● Directions:
Quote the material below exactly as written, from the first line to the line that holds "pub struct Hardware", endpoints included.

● Given entries:
== Segment start ==
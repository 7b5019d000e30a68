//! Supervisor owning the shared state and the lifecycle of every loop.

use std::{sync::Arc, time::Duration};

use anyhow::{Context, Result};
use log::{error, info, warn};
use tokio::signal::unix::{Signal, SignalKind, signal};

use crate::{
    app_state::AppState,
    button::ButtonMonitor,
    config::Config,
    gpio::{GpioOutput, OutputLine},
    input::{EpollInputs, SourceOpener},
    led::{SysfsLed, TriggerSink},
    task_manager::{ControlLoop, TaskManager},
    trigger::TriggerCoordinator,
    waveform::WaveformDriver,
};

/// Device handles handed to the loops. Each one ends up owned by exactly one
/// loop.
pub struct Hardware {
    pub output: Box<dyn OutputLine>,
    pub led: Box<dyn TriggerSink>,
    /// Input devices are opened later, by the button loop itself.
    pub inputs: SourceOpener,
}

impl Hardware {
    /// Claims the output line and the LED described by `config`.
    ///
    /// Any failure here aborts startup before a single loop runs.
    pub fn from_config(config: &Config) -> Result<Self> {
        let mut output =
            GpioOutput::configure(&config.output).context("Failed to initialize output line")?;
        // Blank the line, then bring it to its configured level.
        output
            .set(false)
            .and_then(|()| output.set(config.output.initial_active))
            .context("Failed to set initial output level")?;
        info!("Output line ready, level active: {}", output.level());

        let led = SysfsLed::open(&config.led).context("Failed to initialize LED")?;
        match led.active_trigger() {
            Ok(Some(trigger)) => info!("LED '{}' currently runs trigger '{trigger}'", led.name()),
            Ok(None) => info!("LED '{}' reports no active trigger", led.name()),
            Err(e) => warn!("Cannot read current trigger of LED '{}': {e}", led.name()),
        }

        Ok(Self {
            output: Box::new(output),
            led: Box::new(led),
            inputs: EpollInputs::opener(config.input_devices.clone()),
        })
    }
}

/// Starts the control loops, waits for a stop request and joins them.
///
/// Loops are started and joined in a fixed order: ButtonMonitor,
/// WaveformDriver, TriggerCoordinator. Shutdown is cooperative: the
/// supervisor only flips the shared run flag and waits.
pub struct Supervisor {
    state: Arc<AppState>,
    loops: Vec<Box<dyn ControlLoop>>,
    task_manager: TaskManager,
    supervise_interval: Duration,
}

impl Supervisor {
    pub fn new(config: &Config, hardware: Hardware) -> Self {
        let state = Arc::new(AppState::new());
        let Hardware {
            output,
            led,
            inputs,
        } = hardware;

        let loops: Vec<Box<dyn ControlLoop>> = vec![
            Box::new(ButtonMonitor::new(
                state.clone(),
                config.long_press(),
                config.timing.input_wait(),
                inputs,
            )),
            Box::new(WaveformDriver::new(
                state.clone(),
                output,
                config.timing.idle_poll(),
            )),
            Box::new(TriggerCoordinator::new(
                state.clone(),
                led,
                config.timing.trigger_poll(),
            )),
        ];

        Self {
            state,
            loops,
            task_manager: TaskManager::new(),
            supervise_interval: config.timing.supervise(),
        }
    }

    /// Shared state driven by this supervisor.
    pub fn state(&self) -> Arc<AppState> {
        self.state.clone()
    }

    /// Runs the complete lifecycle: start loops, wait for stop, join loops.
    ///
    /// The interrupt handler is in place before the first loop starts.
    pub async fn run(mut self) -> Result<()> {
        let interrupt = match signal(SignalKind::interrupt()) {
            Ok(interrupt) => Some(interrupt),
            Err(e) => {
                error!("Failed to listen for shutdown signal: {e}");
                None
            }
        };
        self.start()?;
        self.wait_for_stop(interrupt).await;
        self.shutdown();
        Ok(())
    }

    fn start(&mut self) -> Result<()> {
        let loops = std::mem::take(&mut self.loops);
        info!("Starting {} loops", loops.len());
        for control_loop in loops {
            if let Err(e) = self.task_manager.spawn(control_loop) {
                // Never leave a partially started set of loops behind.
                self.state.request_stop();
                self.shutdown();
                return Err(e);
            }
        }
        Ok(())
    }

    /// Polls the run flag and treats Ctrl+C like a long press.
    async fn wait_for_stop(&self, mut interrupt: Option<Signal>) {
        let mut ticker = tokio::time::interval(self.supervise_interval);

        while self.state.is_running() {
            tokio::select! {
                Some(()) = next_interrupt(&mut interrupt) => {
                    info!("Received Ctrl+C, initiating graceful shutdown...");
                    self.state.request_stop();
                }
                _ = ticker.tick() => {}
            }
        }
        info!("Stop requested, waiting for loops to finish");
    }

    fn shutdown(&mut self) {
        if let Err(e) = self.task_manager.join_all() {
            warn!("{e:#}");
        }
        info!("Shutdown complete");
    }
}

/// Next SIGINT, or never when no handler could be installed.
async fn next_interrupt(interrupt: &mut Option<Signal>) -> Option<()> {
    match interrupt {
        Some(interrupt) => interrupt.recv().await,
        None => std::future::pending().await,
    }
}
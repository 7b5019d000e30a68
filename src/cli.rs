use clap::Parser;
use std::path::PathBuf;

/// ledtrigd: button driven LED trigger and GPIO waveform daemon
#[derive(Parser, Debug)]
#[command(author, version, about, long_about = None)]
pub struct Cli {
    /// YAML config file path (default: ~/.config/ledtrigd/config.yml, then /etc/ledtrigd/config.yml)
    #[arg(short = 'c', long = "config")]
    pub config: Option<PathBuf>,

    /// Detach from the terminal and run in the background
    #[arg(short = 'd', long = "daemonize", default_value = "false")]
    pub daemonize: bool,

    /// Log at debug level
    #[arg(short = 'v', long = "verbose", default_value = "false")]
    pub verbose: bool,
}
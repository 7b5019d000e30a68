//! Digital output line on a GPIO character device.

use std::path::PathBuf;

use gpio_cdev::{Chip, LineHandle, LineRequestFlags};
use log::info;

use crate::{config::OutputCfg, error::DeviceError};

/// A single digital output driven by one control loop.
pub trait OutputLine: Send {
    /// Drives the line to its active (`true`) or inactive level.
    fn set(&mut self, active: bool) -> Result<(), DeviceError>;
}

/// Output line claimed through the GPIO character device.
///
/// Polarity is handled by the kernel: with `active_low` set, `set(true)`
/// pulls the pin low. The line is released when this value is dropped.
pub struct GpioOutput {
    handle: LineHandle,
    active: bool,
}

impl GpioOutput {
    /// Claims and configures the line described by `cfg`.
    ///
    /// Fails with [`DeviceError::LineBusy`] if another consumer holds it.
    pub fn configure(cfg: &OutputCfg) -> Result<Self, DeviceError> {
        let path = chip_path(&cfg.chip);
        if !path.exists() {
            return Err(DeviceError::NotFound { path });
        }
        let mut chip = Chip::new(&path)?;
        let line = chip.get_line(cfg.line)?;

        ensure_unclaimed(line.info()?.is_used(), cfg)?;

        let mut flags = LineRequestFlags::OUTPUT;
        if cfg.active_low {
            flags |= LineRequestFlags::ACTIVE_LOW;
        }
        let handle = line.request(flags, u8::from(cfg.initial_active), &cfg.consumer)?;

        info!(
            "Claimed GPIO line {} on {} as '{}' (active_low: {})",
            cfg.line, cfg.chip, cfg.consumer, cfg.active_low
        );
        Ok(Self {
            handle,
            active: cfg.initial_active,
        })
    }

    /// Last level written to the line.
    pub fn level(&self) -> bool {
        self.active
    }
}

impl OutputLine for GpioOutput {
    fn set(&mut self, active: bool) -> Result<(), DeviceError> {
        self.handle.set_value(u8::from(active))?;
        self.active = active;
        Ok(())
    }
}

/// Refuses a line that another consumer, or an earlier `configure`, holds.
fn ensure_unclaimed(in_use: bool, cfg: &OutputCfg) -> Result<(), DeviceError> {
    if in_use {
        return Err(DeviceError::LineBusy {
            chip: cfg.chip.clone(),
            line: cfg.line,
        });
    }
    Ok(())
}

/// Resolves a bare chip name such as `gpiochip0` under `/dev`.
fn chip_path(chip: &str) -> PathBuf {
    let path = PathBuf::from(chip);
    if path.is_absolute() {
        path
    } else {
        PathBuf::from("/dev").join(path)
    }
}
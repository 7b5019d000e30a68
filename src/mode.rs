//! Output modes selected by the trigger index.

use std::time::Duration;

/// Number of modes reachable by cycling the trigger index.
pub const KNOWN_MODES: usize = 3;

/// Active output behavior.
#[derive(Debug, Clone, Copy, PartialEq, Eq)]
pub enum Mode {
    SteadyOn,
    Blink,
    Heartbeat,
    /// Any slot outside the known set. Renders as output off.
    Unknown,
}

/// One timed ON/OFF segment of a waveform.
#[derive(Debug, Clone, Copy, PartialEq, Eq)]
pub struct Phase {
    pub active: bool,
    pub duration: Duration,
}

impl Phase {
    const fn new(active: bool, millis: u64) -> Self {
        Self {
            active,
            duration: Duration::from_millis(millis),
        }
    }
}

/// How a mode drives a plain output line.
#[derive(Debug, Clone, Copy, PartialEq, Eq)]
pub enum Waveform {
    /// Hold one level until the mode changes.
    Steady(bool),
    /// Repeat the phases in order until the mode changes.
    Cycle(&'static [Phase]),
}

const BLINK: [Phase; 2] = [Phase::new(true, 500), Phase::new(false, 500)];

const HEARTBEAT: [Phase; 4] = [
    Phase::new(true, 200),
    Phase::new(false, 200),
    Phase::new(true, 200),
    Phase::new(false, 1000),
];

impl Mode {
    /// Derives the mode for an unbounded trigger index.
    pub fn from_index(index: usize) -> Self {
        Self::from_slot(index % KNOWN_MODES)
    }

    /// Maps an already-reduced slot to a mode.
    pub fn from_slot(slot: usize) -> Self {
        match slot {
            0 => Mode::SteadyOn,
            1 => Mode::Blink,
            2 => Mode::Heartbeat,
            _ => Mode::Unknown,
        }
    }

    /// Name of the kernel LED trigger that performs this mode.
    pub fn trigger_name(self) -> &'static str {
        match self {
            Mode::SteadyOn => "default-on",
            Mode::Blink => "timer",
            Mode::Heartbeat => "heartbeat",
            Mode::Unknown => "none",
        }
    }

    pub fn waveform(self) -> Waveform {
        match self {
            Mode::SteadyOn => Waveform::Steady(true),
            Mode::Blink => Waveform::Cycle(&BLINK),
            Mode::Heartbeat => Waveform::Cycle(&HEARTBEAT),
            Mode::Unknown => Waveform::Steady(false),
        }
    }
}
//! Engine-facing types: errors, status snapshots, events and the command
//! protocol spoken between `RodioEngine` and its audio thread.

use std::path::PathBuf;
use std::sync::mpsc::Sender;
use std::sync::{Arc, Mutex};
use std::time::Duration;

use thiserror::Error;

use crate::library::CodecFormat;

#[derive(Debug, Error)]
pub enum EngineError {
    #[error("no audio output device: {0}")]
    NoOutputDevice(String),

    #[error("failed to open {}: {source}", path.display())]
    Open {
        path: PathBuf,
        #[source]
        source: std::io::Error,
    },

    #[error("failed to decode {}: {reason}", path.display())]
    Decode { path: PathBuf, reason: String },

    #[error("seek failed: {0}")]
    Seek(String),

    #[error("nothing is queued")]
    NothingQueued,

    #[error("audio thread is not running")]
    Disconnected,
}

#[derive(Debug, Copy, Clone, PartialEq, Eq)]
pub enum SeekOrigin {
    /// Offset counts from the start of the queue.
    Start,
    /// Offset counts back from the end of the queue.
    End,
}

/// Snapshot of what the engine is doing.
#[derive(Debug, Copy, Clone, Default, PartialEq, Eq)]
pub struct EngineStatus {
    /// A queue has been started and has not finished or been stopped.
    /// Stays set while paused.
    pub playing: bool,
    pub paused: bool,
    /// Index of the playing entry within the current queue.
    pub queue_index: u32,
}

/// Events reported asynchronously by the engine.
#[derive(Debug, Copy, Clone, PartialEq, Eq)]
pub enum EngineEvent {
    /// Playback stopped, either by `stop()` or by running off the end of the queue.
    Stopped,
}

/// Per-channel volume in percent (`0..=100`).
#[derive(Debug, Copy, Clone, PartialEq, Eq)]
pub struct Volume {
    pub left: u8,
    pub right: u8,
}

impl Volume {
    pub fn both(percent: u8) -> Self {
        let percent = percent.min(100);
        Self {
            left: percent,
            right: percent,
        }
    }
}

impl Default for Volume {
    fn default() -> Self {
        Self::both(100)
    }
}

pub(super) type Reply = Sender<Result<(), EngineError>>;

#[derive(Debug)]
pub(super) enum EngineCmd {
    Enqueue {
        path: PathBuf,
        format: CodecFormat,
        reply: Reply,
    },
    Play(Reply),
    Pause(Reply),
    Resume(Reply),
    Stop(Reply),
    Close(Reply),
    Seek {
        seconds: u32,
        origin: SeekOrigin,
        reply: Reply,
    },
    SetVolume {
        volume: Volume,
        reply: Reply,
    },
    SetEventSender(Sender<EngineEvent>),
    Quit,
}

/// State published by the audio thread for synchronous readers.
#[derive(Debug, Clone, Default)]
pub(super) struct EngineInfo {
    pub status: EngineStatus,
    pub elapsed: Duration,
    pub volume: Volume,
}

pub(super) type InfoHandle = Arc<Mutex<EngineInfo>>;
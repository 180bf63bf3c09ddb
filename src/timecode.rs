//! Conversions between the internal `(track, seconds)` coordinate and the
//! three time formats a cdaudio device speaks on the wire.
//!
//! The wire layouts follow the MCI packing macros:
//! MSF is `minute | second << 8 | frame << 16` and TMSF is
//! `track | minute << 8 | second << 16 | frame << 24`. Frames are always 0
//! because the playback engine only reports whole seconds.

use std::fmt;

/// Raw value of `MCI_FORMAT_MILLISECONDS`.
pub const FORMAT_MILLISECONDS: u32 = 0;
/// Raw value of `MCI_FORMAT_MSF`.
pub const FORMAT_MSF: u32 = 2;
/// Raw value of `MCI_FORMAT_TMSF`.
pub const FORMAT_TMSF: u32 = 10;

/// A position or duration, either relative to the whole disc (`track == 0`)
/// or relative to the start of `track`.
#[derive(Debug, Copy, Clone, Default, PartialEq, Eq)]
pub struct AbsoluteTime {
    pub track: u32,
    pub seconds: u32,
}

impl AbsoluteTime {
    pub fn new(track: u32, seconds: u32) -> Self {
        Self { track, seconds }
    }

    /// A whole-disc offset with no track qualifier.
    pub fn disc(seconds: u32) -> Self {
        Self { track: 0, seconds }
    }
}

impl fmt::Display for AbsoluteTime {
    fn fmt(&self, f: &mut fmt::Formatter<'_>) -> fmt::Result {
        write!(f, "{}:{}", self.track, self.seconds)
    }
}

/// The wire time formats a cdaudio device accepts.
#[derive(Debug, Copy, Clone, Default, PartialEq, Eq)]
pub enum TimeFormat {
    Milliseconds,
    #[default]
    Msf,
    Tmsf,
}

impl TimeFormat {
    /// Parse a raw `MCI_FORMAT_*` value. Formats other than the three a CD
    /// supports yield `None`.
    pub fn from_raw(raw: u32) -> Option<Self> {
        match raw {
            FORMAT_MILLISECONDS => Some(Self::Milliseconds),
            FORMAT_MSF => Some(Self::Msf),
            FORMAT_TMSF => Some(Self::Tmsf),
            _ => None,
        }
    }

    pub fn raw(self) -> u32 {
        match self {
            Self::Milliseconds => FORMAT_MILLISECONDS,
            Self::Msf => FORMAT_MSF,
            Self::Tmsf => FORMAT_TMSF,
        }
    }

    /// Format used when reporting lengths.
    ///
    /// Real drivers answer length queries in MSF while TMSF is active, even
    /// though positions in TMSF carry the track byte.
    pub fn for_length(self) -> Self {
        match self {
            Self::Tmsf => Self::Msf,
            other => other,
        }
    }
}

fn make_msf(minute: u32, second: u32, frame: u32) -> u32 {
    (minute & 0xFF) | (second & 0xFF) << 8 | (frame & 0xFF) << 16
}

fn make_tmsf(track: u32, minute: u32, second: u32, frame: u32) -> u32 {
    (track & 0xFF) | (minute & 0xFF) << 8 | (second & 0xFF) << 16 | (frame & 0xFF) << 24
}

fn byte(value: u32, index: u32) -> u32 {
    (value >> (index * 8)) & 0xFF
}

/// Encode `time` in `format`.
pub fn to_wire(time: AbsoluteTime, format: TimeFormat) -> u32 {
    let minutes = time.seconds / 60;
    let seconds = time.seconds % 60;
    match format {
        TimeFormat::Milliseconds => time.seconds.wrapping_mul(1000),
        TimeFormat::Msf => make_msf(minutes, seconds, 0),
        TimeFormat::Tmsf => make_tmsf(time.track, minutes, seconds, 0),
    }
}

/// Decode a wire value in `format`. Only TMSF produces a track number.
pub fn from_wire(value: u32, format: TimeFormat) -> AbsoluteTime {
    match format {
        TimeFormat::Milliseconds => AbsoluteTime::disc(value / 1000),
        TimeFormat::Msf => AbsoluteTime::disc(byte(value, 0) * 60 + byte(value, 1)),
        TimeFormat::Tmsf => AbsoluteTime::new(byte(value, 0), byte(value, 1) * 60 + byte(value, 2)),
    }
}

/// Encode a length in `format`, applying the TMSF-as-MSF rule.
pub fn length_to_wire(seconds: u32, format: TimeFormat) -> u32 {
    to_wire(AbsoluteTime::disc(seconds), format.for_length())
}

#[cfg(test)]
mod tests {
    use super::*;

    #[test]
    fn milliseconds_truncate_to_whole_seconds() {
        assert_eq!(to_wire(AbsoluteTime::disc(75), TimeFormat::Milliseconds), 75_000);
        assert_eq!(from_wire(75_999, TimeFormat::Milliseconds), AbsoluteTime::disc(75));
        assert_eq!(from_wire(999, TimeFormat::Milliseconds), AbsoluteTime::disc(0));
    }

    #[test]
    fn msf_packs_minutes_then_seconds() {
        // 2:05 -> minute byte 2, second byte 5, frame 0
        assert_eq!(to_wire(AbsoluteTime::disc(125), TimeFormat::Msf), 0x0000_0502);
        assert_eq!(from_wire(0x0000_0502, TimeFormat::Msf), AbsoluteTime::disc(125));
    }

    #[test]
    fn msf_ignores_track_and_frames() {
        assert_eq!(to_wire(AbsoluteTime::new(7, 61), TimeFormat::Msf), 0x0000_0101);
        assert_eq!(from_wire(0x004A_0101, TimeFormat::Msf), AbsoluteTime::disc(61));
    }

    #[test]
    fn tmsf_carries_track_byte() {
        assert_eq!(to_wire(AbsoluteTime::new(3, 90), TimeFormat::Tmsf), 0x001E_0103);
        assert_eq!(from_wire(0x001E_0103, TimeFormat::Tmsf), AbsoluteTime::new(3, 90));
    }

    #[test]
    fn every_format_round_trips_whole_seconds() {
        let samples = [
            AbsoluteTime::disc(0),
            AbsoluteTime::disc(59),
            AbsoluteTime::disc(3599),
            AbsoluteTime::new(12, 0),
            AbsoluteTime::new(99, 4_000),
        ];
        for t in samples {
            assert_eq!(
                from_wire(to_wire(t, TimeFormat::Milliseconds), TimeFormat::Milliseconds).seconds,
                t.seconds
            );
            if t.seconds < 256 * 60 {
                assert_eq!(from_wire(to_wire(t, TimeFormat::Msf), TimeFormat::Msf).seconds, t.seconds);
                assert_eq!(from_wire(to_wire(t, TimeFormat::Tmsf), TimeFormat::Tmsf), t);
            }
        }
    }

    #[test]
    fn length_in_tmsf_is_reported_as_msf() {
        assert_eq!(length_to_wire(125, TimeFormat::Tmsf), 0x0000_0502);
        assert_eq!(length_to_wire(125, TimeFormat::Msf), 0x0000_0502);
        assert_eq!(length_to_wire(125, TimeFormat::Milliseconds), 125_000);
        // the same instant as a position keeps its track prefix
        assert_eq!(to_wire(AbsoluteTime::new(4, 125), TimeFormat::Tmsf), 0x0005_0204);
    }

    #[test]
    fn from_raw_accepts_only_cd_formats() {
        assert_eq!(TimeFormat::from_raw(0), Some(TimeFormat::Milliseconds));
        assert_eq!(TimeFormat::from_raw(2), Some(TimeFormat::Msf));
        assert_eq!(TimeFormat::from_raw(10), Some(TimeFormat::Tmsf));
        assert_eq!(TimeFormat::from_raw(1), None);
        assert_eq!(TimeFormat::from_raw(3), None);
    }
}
== Segment end ==
● Answer to the problem:
repository 7b5019d000e30a68
//! Supervisor owning the shared state and the lifecycle of every loop.

use std::{sync::Arc, time::Duration};

use anyhow::{Context, Result};
use log::{error, info, warn};
use tokio::signal::unix::{Signal, SignalKind, signal};

use crate::{
    app_state::AppState,
    button::ButtonMonitor,
    config::Config,
    gpio::{GpioOutput, OutputLine},
    input::{EpollInputs, SourceOpener},
    led::{SysfsLed, TriggerSink},
    task_manager::{ControlLoop, TaskManager},
    trigger::TriggerCoordinator,
    waveform::WaveformDriver,
};

/// Device handles handed to the loops. Each one ends up owned by exactly one
/// loop.
pub struct Hardware {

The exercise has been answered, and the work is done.